I worded it that way because I am not sure how long this transition state will last. To be honest, I wrote the opening post while feeling down on myself, and sleepy. Hence the crappy grammar in the thread title
I understand, bro. Keep your head up, and continue to be vigilant about pursuing more employment. You'll get another job, and a good one at that.
What if the guy doesn't do a nine-to-five but works hard at something for which there is little financial gain.
I think the main thing is staying productive even if you're not getting paid. In my experience women seem to be impressed with men who wash the dishes.
Indeed. When someone is at their lowest, their misery shines through and becomes noticed by all.
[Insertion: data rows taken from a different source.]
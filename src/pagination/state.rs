//! Traversal state: visited sets, content digests, and history.

use chrono::{DateTime, Utc};
use serde::{Deserialize, Serialize};
use sha2::{Digest, Sha256};
use std::collections::{HashSet, VecDeque};
use url::Url;

use super::strategy::StrategyKind;
use crate::dom::DomAdapter;

/// One successful navigation.
#[derive(Debug, Clone, Serialize, Deserialize)]
pub struct NavigationRecord {
    pub url: Option<Url>,
    pub page: u32,
    pub strategy: StrategyKind,
    pub timestamp: DateTime<Utc>,
}

/// Serializable view of the state, broadcast to subscribers and persisted on
/// every successful navigation.
#[derive(Debug, Clone, Serialize, Deserialize)]
pub struct PaginationSnapshot {
    pub current_page: u32,
    pub visited_urls: Vec<String>,
    /// Hex-encoded SHA-256 digests.
    pub visited_hashes: Vec<String>,
    pub history: Vec<NavigationRecord>,
    pub failed_strategies: Vec<StrategyKind>,
    pub last_successful_strategy: Option<StrategyKind>,
}

/// Mutable traversal state owned by the engine. A URL enters `visited_urls`
/// at most once; advancing requires the loop guard in the engine.
#[derive(Debug, Clone)]
pub struct PaginationState {
    current_page: u32,
    visited_urls: HashSet<String>,
    visited_hashes: HashSet<[u8; 32]>,
    history: VecDeque<NavigationRecord>,
    failed_strategies: HashSet<StrategyKind>,
    last_successful_strategy: Option<StrategyKind>,
    history_cap: usize,
}

impl PaginationState {
    #[must_use]
    pub fn new(history_cap: usize) -> Self {
        Self {
            current_page: 1,
            visited_urls: HashSet::new(),
            visited_hashes: HashSet::new(),
            history: VecDeque::new(),
            failed_strategies: HashSet::new(),
            last_successful_strategy: None,
            history_cap: history_cap.max(1),
        }
    }

    #[must_use]
    pub fn current_page(&self) -> u32 {
        self.current_page
    }

    #[must_use]
    pub fn is_visited(&self, url: &Url) -> bool {
        self.visited_urls.contains(url.as_str())
    }

    /// Record a URL as visited. Returns false if it was already present.
    pub fn mark_visited(&mut self, url: &Url) -> bool {
        self.visited_urls.insert(url.to_string())
    }

    #[must_use]
    pub fn has_content_hash(&self, hash: &[u8; 32]) -> bool {
        self.visited_hashes.contains(hash)
    }

    /// Record a content digest. Returns false if it was already present.
    pub fn mark_content_hash(&mut self, hash: [u8; 32]) -> bool {
        self.visited_hashes.insert(hash)
    }

    #[must_use]
    pub fn failed_strategies(&self) -> &HashSet<StrategyKind> {
        &self.failed_strategies
    }

    pub fn mark_strategy_failed(&mut self, kind: StrategyKind) {
        self.failed_strategies.insert(kind);
    }

    #[must_use]
    pub fn last_successful_strategy(&self) -> Option<StrategyKind> {
        self.last_successful_strategy
    }

    /// Record a successful navigation: bump the page counter, remember the
    /// URL, and append to the bounded history ring.
    pub fn record_navigation(&mut self, url: Option<Url>, strategy: StrategyKind) {
        self.current_page += 1;
        if let Some(url) = &url {
            self.visited_urls.insert(url.to_string());
        }
        if self.history.len() >= self.history_cap {
            self.history.pop_front();
        }
        self.history.push_back(NavigationRecord {
            url,
            page: self.current_page,
            strategy,
            timestamp: Utc::now(),
        });
        self.last_successful_strategy = Some(strategy);
    }

    #[must_use]
    pub fn history(&self) -> impl Iterator<Item = &NavigationRecord> {
        self.history.iter()
    }

    #[must_use]
    pub fn snapshot(&self) -> PaginationSnapshot {
        let mut visited_urls: Vec<String> = self.visited_urls.iter().cloned().collect();
        visited_urls.sort();
        let mut visited_hashes: Vec<String> =
            self.visited_hashes.iter().map(hex::encode).collect();
        visited_hashes.sort();
        PaginationSnapshot {
            current_page: self.current_page,
            visited_urls,
            visited_hashes,
            history: self.history.iter().cloned().collect(),
            failed_strategies: self.failed_strategies.iter().copied().collect(),
            last_successful_strategy: self.last_successful_strategy,
        }
    }

    /// Rebuild state from a persisted snapshot.
    #[must_use]
    pub fn from_snapshot(snapshot: PaginationSnapshot, history_cap: usize) -> Self {
        let visited_hashes = snapshot
            .visited_hashes
            .iter()
            .filter_map(|h| {
                let bytes = hex::decode(h).ok()?;
                <[u8; 32]>::try_from(bytes.as_slice()).ok()
            })
            .collect();
        Self {
            current_page: snapshot.current_page,
            visited_urls: snapshot.visited_urls.into_iter().collect(),
            visited_hashes,
            history: snapshot.history.into(),
            failed_strategies: snapshot.failed_strategies.into_iter().collect(),
            last_successful_strategy: snapshot.last_successful_strategy,
            history_cap: history_cap.max(1),
        }
    }
}

/// SHA-256 over whitespace-normalized text.
#[must_use]
pub fn content_hash(text: &str) -> [u8; 32] {
    let normalized: String = text.split_whitespace().collect::<Vec<_>>().join(" ");
    Sha256::digest(normalized.as_bytes()).into()
}

/// Text of the page's main content region: the largest of the usual semantic
/// containers, falling back to `<body>`.
#[must_use]
pub fn main_content_text(dom: &dyn DomAdapter) -> String {
    let mut best = String::new();
    for selector in ["main", "article", "[role='main']", "#content", ".content"] {
        let Ok(handles) = dom.query_all(selector) else {
            continue;
        };
        for handle in handles {
            let text = dom.text_content(handle);
            if text.len() > best.len() {
                best = text;
            }
        }
    }
    if best.is_empty()
        && let Ok(bodies) = dom.query_all("body")
        && let Some(body) = bodies.first()
    {
        best = dom.text_content(*body);
    }
    best
}

#[cfg(test)]
mod tests {
    use super::*;
    use anyhow::Result;

    #[test]
    fn test_visited_urls_are_unique() -> Result<()> {
        let mut state = PaginationState::new(50);
        let url = Url::parse("https://ex.com/p/2")?;
        assert!(state.mark_visited(&url));
        assert!(!state.mark_visited(&url));
        assert!(state.is_visited(&url));
        Ok(())
    }

    #[test]
    fn test_history_ring_is_bounded() -> Result<()> {
        let mut state = PaginationState::new(3);
        for n in 0..5u32 {
            let url = Url::parse(&format!("https://ex.com/p/{n}"))?;
            state.record_navigation(Some(url), StrategyKind::RelNext);
        }
        assert_eq!(state.history().count(), 3);
        assert_eq!(state.current_page(), 6);
        Ok(())
    }

    #[test]
    fn test_content_hash_normalizes_whitespace() {
        assert_eq!(content_hash("a  b\n c"), content_hash("a b c"));
        assert_ne!(content_hash("a b c"), content_hash("a b d"));
    }

    #[test]
    fn test_snapshot_roundtrip() -> Result<()> {
        let mut state = PaginationState::new(50);
        let url = Url::parse("https://ex.com/p/2")?;
        state.record_navigation(Some(url.clone()), StrategyKind::QueryString);
        state.mark_content_hash(content_hash("page two"));
        state.mark_strategy_failed(StrategyKind::TextMatch);

        let restored = PaginationState::from_snapshot(state.snapshot(), 50);
        assert_eq!(restored.current_page(), 2);
        assert!(restored.is_visited(&url));
        assert!(restored.has_content_hash(&content_hash("page two")));
        assert!(restored.failed_strategies().contains(&StrategyKind::TextMatch));
        assert_eq!(
            restored.last_successful_strategy(),
            Some(StrategyKind::QueryString)
        );
        Ok(())
    }
}
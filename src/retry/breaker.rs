//! Per-category circuit breakers.
//!
//! Each error category gets an independent breaker tracking consecutive
//! failures:
//! - Closed: attempts proceed
//! - Open: attempts blocked until the cooldown elapses
//! - HalfOpen: one probe allowed; success closes, failure re-opens
//!
//! An Open breaker that sits past `reset_timeout` is force-reset to Closed so
//! a long-idle category never stays wedged.

use dashmap::DashMap;
use log::{debug, info, warn};
use serde::{Deserialize, Serialize};
use std::sync::Arc;
use std::time::{Duration, Instant};

use super::policy::ErrorCategory;
use crate::ports::Clock;

#[derive(Debug, Clone, Copy, PartialEq, Eq, Serialize, Deserialize)]
pub enum BreakerState {
    Closed,
    Open,
    HalfOpen,
}

/// Breaker thresholds shared by every category.
#[derive(Debug, Clone, Copy)]
pub struct BreakerConfig {
    pub threshold: u32,
    pub cooldown: Duration,
    pub reset_timeout: Duration,
}

impl Default for BreakerConfig {
    fn default() -> Self {
        Self {
            threshold: 5,
            cooldown: Duration::from_secs(60),
            reset_timeout: Duration::from_secs(300),
        }
    }
}

/// State transition worth broadcasting.
#[derive(Debug, Clone, Copy, PartialEq, Eq)]
pub enum BreakerTransition {
    Opened {
        category: ErrorCategory,
        consecutive_failures: u32,
    },
    Reset {
        category: ErrorCategory,
    },
}

#[derive(Debug, Clone)]
struct Breaker {
    state: BreakerState,
    consecutive_failures: u32,
    successes: u32,
    opened_at: Option<Instant>,
}

impl Breaker {
    fn new() -> Self {
        Self {
            state: BreakerState::Closed,
            consecutive_failures: 0,
            successes: 0,
            opened_at: None,
        }
    }
}

/// Serializable view for the persisted snapshot. `opened_at` is monotonic
/// and cannot survive a restart; restored Open breakers restart their
/// cooldown from the restore instant.
#[derive(Debug, Clone, Serialize, Deserialize)]
pub struct BreakerSnapshot {
    pub category: ErrorCategory,
    pub state: BreakerState,
    pub consecutive_failures: u32,
    pub successes: u32,
}

/// All category breakers behind one handle.
pub struct BreakerBank {
    breakers: DashMap<ErrorCategory, Breaker>,
    config: BreakerConfig,
    clock: Arc<dyn Clock>,
}

impl BreakerBank {
    #[must_use]
    pub fn new(config: BreakerConfig, clock: Arc<dyn Clock>) -> Self {
        Self {
            breakers: DashMap::new(),
            config,
            clock,
        }
    }

    /// Whether a task in this category may execute now. Performs the
    /// Open→HalfOpen and force-reset transitions as a side effect.
    pub fn should_attempt(&self, category: ErrorCategory) -> bool {
        let mut breaker = self.breakers.entry(category).or_insert_with(Breaker::new);
        match breaker.state {
            BreakerState::Closed | BreakerState::HalfOpen => true,
            BreakerState::Open => {
                let Some(opened_at) = breaker.opened_at else {
                    // Open without a timestamp cannot happen through this
                    // API; stay conservative.
                    return false;
                };
                let elapsed = self.clock.now().saturating_duration_since(opened_at);
                if elapsed >= self.config.reset_timeout {
                    info!("circuit breaker force-reset for {}", category.as_str());
                    breaker.state = BreakerState::Closed;
                    breaker.consecutive_failures = 0;
                    breaker.opened_at = None;
                    true
                } else if elapsed >= self.config.cooldown {
                    info!("circuit breaker half-open for {}", category.as_str());
                    breaker.state = BreakerState::HalfOpen;
                    true
                } else {
                    false
                }
            }
        }
    }

    /// Record a success. Any success in HalfOpen closes the breaker and
    /// zeroes the failure count.
    pub fn record_success(&self, category: ErrorCategory) -> Option<BreakerTransition> {
        let mut breaker = self.breakers.entry(category).or_insert_with(Breaker::new);
        breaker.consecutive_failures = 0;
        breaker.successes += 1;
        if breaker.state == BreakerState::HalfOpen {
            breaker.state = BreakerState::Closed;
            breaker.opened_at = None;
            info!("circuit breaker closed for {}", category.as_str());
            return Some(BreakerTransition::Reset { category });
        }
        None
    }

    /// Record a failure. Opens the breaker at the threshold, and re-opens
    /// (restarting the cooldown) on a HalfOpen failure.
    pub fn record_failure(&self, category: ErrorCategory) -> Option<BreakerTransition> {
        let mut breaker = self.breakers.entry(category).or_insert_with(Breaker::new);
        breaker.consecutive_failures += 1;

        let reopen = breaker.state == BreakerState::HalfOpen;
        let threshold_hit = breaker.state == BreakerState::Closed
            && breaker.consecutive_failures >= self.config.threshold;
        if reopen || threshold_hit {
            breaker.state = BreakerState::Open;
            breaker.opened_at = Some(self.clock.now());
            warn!(
                "circuit breaker opened for {} after {} consecutive failure(s)",
                category.as_str(),
                breaker.consecutive_failures
            );
            return Some(BreakerTransition::Opened {
                category,
                consecutive_failures: breaker.consecutive_failures,
            });
        }
        debug!(
            "failure {}/{} for {}",
            breaker.consecutive_failures,
            self.config.threshold,
            category.as_str()
        );
        None
    }

    #[must_use]
    pub fn state(&self, category: ErrorCategory) -> BreakerState {
        self.breakers
            .get(&category)
            .map_or(BreakerState::Closed, |b| b.state)
    }

    #[must_use]
    pub fn cooldown(&self) -> Duration {
        self.config.cooldown
    }

    #[must_use]
    pub fn snapshot(&self) -> Vec<BreakerSnapshot> {
        let mut out: Vec<BreakerSnapshot> = self
            .breakers
            .iter()
            .map(|entry| BreakerSnapshot {
                category: *entry.key(),
                state: entry.value().state,
                consecutive_failures: entry.value().consecutive_failures,
                successes: entry.value().successes,
            })
            .collect();
        out.sort_by_key(|s| s.category.as_str());
        out
    }

    /// Restore breakers from a snapshot. Open breakers restart their
    /// cooldown now.
    pub fn restore(&self, snapshots: Vec<BreakerSnapshot>) {
        for snapshot in snapshots {
            let opened_at =
                (snapshot.state == BreakerState::Open).then(|| self.clock.now());
            self.breakers.insert(
                snapshot.category,
                Breaker {
                    state: snapshot.state,
                    consecutive_failures: snapshot.consecutive_failures,
                    successes: snapshot.successes,
                    opened_at,
                },
            );
        }
    }
}
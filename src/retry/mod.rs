//! Failure-isolated retrying.
//!
//! [`RetryManager`] owns the retry queue, the per-category
//! [`BreakerBank`], and the [`ErrorClassifier`] that maps raw failure
//! surfaces onto the category table in [`RetryPolicy`].

mod breaker;
mod classifier;
mod manager;
mod policy;

pub use breaker::{BreakerBank, BreakerConfig, BreakerSnapshot, BreakerState, BreakerTransition};
pub use classifier::{ErrorClassifier, ErrorSurface};
pub use manager::{
    CategoryStats, OperationRegistry, PersistedTask, RetryError, RetryManager, RetryOperation,
    RetryOptions, RetrySnapshot,
};
pub use policy::{ErrorCategory, RetryPolicy};
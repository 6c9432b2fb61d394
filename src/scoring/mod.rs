//! Gallery confidence scoring.
//!
//! Combines six independent signals into a single [0, 1] score with an
//! attached rationale. The scorer is pure for a given input and caches by
//! `(selector, page_url, item_count)`; a deadline bounds the whole pass so a
//! pathological document cannot stall a scan, with missed signals defaulting
//! to a neutral 0.3.

pub mod signals;

use lru::LruCache;
use parking_lot::Mutex;
use serde::{Deserialize, Serialize};
use std::num::NonZeroUsize;
use std::sync::Arc;
use std::time::Duration;
use url::Url;

use crate::config::ScoringConfig;
use crate::dom::{DomAdapter, ElementHandle};
use crate::ports::{Clock, TokioClock};

/// Relative importance of each signal. Must sum to 1 ± 0.01; the config
/// builder enforces this.
#[derive(Debug, Clone, Copy, PartialEq, Serialize, Deserialize)]
pub struct SignalWeights {
    pub url_pattern: f64,
    pub selector_stability: f64,
    pub layout_consistency: f64,
    pub image_dimensions: f64,
    pub lazy_load_readiness: f64,
    pub element_count: f64,
}

impl Default for SignalWeights {
    fn default() -> Self {
        Self {
            url_pattern: 0.20,
            selector_stability: 0.25,
            layout_consistency: 0.20,
            image_dimensions: 0.15,
            lazy_load_readiness: 0.10,
            element_count: 0.10,
        }
    }
}

impl SignalWeights {
    #[must_use]
    pub fn sum(&self) -> f64 {
        self.url_pattern
            + self.selector_stability
            + self.layout_consistency
            + self.image_dimensions
            + self.lazy_load_readiness
            + self.element_count
    }
}

/// Bucketed translation of the numeric score.
#[derive(Debug, Clone, Copy, PartialEq, Eq, Serialize, Deserialize)]
pub enum ConfidenceLevel {
    VeryLow,
    Low,
    Medium,
    High,
}

impl ConfidenceLevel {
    #[must_use]
    pub fn from_score(score: f64, config: &ScoringConfig) -> Self {
        if score >= config.high_threshold {
            Self::High
        } else if score >= config.medium_threshold {
            Self::Medium
        } else if score >= config.low_threshold {
            Self::Low
        } else {
            Self::VeryLow
        }
    }
}

/// One signal's contribution.
#[derive(Debug, Clone, Serialize, Deserialize)]
pub struct SignalScore {
    pub score: f64,
    pub detail: String,
}

/// All six signals, named.
#[derive(Debug, Clone, Serialize, Deserialize)]
pub struct SignalBreakdown {
    pub url_pattern: SignalScore,
    pub selector_stability: SignalScore,
    pub layout_consistency: SignalScore,
    pub image_dimensions: SignalScore,
    pub lazy_load_readiness: SignalScore,
    pub element_count: SignalScore,
}

/// Scorer output: the combined score, its level, the per-signal breakdown,
/// and advisory text for whoever reads the export.
#[derive(Debug, Clone, Serialize, Deserialize)]
pub struct ConfidenceReport {
    pub score: f64,
    pub level: ConfidenceLevel,
    pub signals: SignalBreakdown,
    pub rationale: String,
    pub recommendations: Vec<String>,
}

/// Borrowed view of a candidate pattern for scoring.
pub struct ScoreInput<'a> {
    pub dom: &'a dyn DomAdapter,
    pub container: ElementHandle,
    pub items: &'a [ElementHandle],
    pub selector: &'a str,
    pub page_url: &'a Url,
}

type CacheKey = (String, String, usize);

/// Weighted-mean scorer with a bounded result cache.
pub struct ConfidenceScorer {
    config: ScoringConfig,
    clock: Arc<dyn Clock>,
    cache: Mutex<LruCache<CacheKey, ConfidenceReport>>,
}

impl ConfidenceScorer {
    #[must_use]
    pub fn new(config: ScoringConfig) -> Self {
        Self::with_clock(config, Arc::new(TokioClock))
    }

    #[must_use]
    pub fn with_clock(config: ScoringConfig, clock: Arc<dyn Clock>) -> Self {
        let capacity = NonZeroUsize::new(config.cache_capacity.max(1))
            .expect("BUG: cache capacity clamped to at least 1");
        Self {
            config,
            clock,
            cache: Mutex::new(LruCache::new(capacity)),
        }
    }

    /// Score a candidate pattern.
    ///
    /// Signals are computed in a fixed order; once the analysis deadline
    /// passes, remaining signals fall back to 0.3 and say so in their detail.
    pub fn score(&self, input: &ScoreInput<'_>) -> ConfidenceReport {
        let key: CacheKey = (
            input.selector.to_string(),
            input.page_url.to_string(),
            input.items.len(),
        );
        if let Some(hit) = self.cache.lock().get(&key) {
            return hit.clone();
        }

        let deadline = self.clock.now() + Duration::from_millis(self.config.max_analysis_time_ms);
        let mut timed_out = false;
        let mut guarded = |f: &dyn Fn() -> SignalScore| -> SignalScore {
            if self.clock.now() >= deadline {
                timed_out = true;
                SignalScore {
                    score: 0.3,
                    detail: "analysis deadline exceeded".to_string(),
                }
            } else {
                f()
            }
        };

        let breakdown = SignalBreakdown {
            url_pattern: guarded(&|| signals::url_pattern(input.page_url)),
            selector_stability: guarded(&|| signals::selector_stability(input.selector)),
            layout_consistency: guarded(&|| {
                signals::layout_consistency(input, self.config.grid_tolerance_px)
            }),
            image_dimensions: guarded(&|| {
                signals::image_dimensions(
                    input,
                    self.config.min_dimension_px,
                    self.config.optimal_dimension_px,
                )
            }),
            lazy_load_readiness: guarded(&|| signals::lazy_load_readiness(input)),
            element_count: guarded(&|| signals::element_count(input.items.len())),
        };

        let weights = &self.config.weights;
        let score = (breakdown.url_pattern.score * weights.url_pattern
            + breakdown.selector_stability.score * weights.selector_stability
            + breakdown.layout_consistency.score * weights.layout_consistency
            + breakdown.image_dimensions.score * weights.image_dimensions
            + breakdown.lazy_load_readiness.score * weights.lazy_load_readiness
            + breakdown.element_count.score * weights.element_count)
            .clamp(0.0, 1.0);

        let level = ConfidenceLevel::from_score(score, &self.config);
        let report = ConfidenceReport {
            score,
            level,
            rationale: build_rationale(&breakdown, timed_out),
            recommendations: build_recommendations(&breakdown),
            signals: breakdown,
        };

        if timed_out {
            log::debug!(
                "scoring deadline hit for selector {:?}; partial signals defaulted",
                input.selector
            );
        } else {
            // Only deterministic, fully-computed results are cacheable.
            self.cache.lock().put(key, report.clone());
        }
        report
    }
}

fn build_rationale(signals: &SignalBreakdown, timed_out: bool) -> String {
    let mut named: Vec<(&str, &SignalScore)> = vec![
        ("url pattern", &signals.url_pattern),
        ("selector stability", &signals.selector_stability),
        ("layout consistency", &signals.layout_consistency),
        ("image dimensions", &signals.image_dimensions),
        ("lazy-load readiness", &signals.lazy_load_readiness),
        ("element count", &signals.element_count),
    ];
    named.sort_by(|a, b| {
        b.1.score
            .partial_cmp(&a.1.score)
            .unwrap_or(std::cmp::Ordering::Equal)
    });

    let strongest = &named[0];
    let weakest = &named[named.len() - 1];
    let mut rationale = format!(
        "strongest signal: {} ({:.2}, {}); weakest: {} ({:.2}, {})",
        strongest.0, strongest.1.score, strongest.1.detail, weakest.0, weakest.1.score,
        weakest.1.detail
    );
    if timed_out {
        rationale.push_str("; analysis truncated by deadline");
    }
    rationale
}

fn build_recommendations(signals: &SignalBreakdown) -> Vec<String> {
    let mut out = Vec::new();
    if signals.selector_stability.score < 0.5 {
        out.push("selector relies on unstable classes; prefer data-* attributes".to_string());
    }
    if signals.image_dimensions.score < 0.5 {
        out.push("item dimensions below the optimal thumbnail size".to_string());
    }
    if signals.layout_consistency.score < 0.5 {
        out.push("item geometry is irregular; verify the container selector".to_string());
    }
    out
}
It’s a confidence inhibitor.
It would depend on the situ.If the guy was a habitual job changer,or was'nt actively seeking work,then no I would'nt.As I work hard,I'd expect the guy to be on the same level.I'm not a guys mother/keeper.I would look for someone hardworking,reliable and someone I could look up to and respect.
Forget about dating. Think about friendship first. If the other person thinks that dating, dining, etc., IS the basis of freindship, forget it. Move on.
No. I met a guy (2-3 years ago) and we hit it off. Only problem he didn’t work. It was a red flag and I told him so. He had full custody of his daughter, mom lived with him. We had great conversation, easy to talk to...but I wasn’t having it. He would message me during the day: wyd I wanted to respond WTF do you think I am doing???? At work. Over the years he has had a job here or there. Recently he was complaining he had no money. I suggested applying where my son works. His words: I am not going to be a server. Damn. Guess you don’t need $$. I was very turned off by that.